Information shown Block Start

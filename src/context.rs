use std::{collections::HashMap, fmt::Debug, sync::Arc};

use crate::{
    data_structures::{
        city_object::{MinMaxLod, Package},
        scene_graph::Mobility,
    },
    pipelines::landscape::TerrainBuilder,
    resources::dataset::DatasetSource,
};

/// Import and filter settings of an instanced city model.
#[derive(Clone, Debug)]
pub struct Settings {
    /// Create `CityObjectGroup` components carrying serialized city objects.
    pub include_attr_info: bool,
    pub mobility: Mobility,
    /// Show only the highest available LOD per feature when filtering by LOD.
    pub only_max_lod: bool,
    pub lod_ranges: HashMap<Package, MinMaxLod>,
    /// Capacity of the completion event channel.
    pub event_capacity: usize,
}

impl Default for Settings {
    fn default() -> Self {
        Self {
            include_attr_info: true,
            mobility: Mobility::Static,
            only_max_lod: true,
            lod_ranges: HashMap::new(),
            event_capacity: 16,
        }
    }
}

/**
 * Everything a worker task needs besides the scene: settings and the external collaborators.
 *
 * The context is shared behind an `Arc` and never mutated after the handle was created. Use
 * [`Context::configure`] to adjust the settings up front.
 */
#[derive(Clone)]
pub struct Context {
    pub settings: Settings,
    pub dataset: Arc<dyn DatasetSource>,
    pub terrain: Option<Arc<dyn TerrainBuilder>>,
}

impl Context {
    pub fn new(dataset: Arc<dyn DatasetSource>) -> Self {
        Self {
            settings: Settings::default(),
            dataset,
            terrain: None,
        }
    }

    pub fn with_terrain(mut self, terrain: Arc<dyn TerrainBuilder>) -> Self {
        self.terrain = Some(terrain);
        self
    }

    pub fn configure(mut self, f: impl FnOnce(&mut Settings)) -> Self {
        f(&mut self.settings);
        self
    }
}

impl Debug for Context {
    fn fmt(&self, f: &mut std::fmt::Formatter<'_>) -> std::fmt::Result {
        f.debug_struct("Context")
            .field("settings", &self.settings)
            .field("terrain", &self.terrain.is_some())
            .finish()
    }
}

Information shown Block End

:: What is required ::
Every line of the material that holds the word "field" must be found and copied.

:: Written response ::
            .field("settings", &self.settings)
            .field("terrain", &self.terrain.is_some())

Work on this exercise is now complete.